◆ TASK STATEMENT ◆
Return every line from the one with "let p = self.interceptor.load(Ordering::Acquire);" through the one with "type Real = interpose!(@real_type", inclusive, exactly as it appears below.

____________________

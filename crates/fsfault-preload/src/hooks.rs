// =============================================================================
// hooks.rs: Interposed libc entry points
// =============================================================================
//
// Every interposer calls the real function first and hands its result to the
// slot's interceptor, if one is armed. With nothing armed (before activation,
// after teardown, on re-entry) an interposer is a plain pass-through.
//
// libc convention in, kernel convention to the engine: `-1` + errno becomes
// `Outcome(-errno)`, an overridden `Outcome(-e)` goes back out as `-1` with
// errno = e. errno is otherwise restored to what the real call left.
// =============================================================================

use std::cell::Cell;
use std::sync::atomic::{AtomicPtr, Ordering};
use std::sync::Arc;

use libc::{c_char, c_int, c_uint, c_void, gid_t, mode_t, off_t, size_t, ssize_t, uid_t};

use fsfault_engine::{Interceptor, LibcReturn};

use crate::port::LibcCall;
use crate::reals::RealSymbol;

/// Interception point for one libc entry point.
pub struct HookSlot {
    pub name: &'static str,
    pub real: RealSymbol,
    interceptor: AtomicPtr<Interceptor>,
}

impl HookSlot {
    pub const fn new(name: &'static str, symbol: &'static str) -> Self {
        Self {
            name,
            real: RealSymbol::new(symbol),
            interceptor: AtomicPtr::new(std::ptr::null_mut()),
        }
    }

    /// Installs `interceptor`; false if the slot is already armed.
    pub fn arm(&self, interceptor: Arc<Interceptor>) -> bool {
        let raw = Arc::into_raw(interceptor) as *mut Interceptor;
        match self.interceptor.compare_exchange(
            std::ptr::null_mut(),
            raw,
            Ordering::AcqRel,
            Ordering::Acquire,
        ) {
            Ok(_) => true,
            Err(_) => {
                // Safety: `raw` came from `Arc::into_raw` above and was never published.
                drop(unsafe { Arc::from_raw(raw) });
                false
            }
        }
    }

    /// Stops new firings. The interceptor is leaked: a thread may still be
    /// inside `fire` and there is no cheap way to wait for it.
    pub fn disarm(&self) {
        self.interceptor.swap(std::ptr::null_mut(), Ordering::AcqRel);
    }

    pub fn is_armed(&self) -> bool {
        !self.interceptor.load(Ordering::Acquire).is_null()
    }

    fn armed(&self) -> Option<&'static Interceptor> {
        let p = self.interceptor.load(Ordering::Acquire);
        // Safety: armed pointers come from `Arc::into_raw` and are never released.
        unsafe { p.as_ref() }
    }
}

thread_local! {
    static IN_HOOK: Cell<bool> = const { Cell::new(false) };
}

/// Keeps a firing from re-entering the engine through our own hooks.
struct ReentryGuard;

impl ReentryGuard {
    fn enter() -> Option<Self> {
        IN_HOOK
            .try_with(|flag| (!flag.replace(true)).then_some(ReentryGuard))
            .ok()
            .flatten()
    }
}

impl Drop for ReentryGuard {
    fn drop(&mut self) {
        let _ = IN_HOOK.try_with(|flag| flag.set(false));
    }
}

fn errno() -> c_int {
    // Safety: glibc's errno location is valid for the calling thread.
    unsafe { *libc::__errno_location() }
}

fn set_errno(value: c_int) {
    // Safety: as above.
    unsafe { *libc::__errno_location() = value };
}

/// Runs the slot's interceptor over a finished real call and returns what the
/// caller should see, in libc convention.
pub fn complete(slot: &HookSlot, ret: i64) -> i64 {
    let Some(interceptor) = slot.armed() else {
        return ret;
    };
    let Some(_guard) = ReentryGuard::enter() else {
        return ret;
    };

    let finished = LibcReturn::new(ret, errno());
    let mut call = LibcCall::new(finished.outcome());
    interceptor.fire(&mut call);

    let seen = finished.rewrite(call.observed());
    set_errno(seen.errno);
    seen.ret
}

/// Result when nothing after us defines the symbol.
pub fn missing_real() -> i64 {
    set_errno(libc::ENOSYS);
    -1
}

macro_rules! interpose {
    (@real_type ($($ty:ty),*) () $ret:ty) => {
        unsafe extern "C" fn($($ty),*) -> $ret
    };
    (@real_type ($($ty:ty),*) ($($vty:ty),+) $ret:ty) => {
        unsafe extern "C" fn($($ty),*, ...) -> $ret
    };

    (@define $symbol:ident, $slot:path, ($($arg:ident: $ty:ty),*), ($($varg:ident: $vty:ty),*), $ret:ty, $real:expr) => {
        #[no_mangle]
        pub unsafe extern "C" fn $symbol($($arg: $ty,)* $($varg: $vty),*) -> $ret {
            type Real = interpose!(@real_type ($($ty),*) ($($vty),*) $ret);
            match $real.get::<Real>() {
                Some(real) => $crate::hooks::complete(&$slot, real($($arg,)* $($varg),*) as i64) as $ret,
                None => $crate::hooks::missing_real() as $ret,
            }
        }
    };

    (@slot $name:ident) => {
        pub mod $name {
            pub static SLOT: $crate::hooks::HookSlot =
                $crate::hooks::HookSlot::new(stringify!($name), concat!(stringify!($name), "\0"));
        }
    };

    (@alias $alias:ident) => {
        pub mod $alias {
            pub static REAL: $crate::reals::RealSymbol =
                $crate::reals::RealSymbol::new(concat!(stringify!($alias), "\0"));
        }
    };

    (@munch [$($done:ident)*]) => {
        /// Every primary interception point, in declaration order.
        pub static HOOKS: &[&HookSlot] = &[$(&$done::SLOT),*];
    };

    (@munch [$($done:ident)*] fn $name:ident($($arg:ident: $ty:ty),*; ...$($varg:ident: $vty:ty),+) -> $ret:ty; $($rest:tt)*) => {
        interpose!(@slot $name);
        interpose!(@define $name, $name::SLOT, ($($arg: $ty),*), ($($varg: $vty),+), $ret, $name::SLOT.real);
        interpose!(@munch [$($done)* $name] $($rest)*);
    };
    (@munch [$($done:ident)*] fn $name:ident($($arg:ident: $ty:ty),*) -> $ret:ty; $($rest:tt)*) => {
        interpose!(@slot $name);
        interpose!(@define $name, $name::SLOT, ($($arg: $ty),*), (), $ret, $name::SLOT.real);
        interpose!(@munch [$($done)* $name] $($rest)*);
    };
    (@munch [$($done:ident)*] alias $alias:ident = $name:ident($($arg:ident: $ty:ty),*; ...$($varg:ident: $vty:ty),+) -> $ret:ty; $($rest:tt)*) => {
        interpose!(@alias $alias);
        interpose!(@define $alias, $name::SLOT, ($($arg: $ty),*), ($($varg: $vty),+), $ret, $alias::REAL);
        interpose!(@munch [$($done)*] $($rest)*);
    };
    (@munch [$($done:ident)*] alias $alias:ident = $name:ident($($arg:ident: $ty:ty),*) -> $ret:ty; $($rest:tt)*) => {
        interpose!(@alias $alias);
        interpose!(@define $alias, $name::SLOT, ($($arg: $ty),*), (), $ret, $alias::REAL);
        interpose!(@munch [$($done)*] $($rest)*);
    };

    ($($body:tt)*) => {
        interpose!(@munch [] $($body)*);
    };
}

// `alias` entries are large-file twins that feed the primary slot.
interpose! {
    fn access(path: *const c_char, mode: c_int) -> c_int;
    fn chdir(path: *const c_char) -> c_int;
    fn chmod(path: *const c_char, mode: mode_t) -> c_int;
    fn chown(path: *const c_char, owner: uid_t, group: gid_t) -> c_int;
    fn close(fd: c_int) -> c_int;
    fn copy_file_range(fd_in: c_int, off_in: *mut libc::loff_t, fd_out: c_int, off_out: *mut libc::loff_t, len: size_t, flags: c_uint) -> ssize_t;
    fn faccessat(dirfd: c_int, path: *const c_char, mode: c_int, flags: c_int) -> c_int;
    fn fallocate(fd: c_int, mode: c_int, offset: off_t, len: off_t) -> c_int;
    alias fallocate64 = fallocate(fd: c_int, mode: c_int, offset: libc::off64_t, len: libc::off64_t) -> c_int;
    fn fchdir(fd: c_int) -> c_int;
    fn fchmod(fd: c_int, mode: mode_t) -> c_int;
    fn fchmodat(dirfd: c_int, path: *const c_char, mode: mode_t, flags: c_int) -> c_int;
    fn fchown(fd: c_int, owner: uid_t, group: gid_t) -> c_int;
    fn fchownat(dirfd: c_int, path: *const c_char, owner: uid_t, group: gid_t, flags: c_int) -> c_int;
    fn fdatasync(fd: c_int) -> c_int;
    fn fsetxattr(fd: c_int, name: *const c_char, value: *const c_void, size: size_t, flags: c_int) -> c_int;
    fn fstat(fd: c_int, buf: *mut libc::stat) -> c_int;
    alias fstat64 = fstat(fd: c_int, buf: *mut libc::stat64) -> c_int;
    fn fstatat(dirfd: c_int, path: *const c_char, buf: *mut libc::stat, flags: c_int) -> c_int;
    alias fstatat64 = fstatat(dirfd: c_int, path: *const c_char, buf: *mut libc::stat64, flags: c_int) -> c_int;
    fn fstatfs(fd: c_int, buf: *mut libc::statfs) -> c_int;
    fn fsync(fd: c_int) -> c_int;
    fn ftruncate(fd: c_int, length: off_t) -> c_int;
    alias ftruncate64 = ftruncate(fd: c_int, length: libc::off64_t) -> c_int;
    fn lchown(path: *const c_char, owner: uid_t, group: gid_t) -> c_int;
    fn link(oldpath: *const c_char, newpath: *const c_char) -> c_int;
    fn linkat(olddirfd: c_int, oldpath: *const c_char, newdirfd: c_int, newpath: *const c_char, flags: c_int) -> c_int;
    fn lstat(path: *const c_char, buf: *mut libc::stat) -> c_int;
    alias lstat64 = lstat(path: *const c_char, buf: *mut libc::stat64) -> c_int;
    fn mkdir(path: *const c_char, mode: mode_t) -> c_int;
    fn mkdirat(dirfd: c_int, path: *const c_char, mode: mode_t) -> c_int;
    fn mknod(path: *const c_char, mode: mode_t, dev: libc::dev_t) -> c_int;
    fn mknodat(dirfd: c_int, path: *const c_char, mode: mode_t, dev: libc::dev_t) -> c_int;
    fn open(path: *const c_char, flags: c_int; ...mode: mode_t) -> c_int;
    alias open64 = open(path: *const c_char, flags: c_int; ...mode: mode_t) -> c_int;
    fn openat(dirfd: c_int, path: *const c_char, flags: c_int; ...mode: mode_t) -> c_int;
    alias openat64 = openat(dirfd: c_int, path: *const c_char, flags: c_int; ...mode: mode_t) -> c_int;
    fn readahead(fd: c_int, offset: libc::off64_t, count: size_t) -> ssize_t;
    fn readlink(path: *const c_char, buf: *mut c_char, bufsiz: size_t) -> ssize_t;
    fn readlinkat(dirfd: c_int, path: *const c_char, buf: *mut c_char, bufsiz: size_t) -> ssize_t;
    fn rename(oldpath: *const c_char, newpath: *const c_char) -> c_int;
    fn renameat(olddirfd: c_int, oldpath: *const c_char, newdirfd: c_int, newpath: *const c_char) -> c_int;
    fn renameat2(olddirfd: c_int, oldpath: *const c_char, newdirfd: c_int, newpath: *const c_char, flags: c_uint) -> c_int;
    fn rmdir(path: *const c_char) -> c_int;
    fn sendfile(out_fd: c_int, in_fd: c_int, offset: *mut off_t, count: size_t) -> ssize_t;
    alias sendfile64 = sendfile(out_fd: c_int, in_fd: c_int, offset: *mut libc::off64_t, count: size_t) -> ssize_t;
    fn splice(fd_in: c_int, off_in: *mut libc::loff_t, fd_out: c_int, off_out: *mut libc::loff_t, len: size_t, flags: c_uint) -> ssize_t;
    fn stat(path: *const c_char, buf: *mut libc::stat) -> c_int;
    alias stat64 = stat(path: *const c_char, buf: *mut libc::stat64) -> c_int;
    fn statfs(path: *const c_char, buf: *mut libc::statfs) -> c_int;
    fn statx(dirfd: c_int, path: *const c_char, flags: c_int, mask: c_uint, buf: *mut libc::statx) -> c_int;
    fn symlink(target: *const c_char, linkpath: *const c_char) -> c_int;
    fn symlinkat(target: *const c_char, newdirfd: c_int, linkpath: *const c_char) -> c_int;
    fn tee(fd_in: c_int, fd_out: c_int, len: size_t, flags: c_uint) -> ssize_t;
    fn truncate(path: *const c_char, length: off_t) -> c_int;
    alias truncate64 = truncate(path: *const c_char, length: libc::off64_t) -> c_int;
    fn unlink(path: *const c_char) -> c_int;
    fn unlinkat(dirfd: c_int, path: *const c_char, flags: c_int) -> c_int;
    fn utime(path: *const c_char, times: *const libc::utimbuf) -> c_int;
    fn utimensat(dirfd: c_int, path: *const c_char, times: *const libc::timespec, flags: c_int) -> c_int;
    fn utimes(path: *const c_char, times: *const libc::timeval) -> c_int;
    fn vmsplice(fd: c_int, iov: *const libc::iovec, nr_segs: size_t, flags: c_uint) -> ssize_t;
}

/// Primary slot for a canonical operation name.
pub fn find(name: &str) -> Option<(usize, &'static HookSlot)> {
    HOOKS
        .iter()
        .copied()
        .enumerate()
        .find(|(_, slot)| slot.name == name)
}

____________________

◆ EXERCISE ANSWER ◆
        let p = self.interceptor.load(Ordering::Acquire);
        // Safety: armed pointers come from `Arc::into_raw` and are never released.
        unsafe { p.as_ref() }
    }
}

thread_local! {
    static IN_HOOK: Cell<bool> = const { Cell::new(false) };
}

/// Keeps a firing from re-entering the engine through our own hooks.
struct ReentryGuard;

impl ReentryGuard {
    fn enter() -> Option<Self> {
        IN_HOOK
            .try_with(|flag| (!flag.replace(true)).then_some(ReentryGuard))
            .ok()
            .flatten()
    }
}

impl Drop for ReentryGuard {
    fn drop(&mut self) {
        let _ = IN_HOOK.try_with(|flag| flag.set(false));
    }
}

fn errno() -> c_int {
    // Safety: glibc's errno location is valid for the calling thread.
    unsafe { *libc::__errno_location() }
}

fn set_errno(value: c_int) {
    // Safety: as above.
    unsafe { *libc::__errno_location() = value };
}

/// Runs the slot's interceptor over a finished real call and returns what the
/// caller should see, in libc convention.
pub fn complete(slot: &HookSlot, ret: i64) -> i64 {
    let Some(interceptor) = slot.armed() else {
        return ret;
    };
    let Some(_guard) = ReentryGuard::enter() else {
        return ret;
    };

    let finished = LibcReturn::new(ret, errno());
    let mut call = LibcCall::new(finished.outcome());
    interceptor.fire(&mut call);

    let seen = finished.rewrite(call.observed());
    set_errno(seen.errno);
    seen.ret
}

/// Result when nothing after us defines the symbol.
pub fn missing_real() -> i64 {
    set_errno(libc::ENOSYS);
    -1
}

macro_rules! interpose {
    (@real_type ($($ty:ty),*) () $ret:ty) => {
        unsafe extern "C" fn($($ty),*) -> $ret
    };
    (@real_type ($($ty:ty),*) ($($vty:ty),+) $ret:ty) => {
        unsafe extern "C" fn($($ty),*, ...) -> $ret
    };

    (@define $symbol:ident, $slot:path, ($($arg:ident: $ty:ty),*), ($($varg:ident: $vty:ty),*), $ret:ty, $real:expr) => {
        #[no_mangle]
        pub unsafe extern "C" fn $symbol($($arg: $ty,)* $($varg: $vty),*) -> $ret {
            type Real = interpose!(@real_type ($($ty),*) ($($vty),*) $ret);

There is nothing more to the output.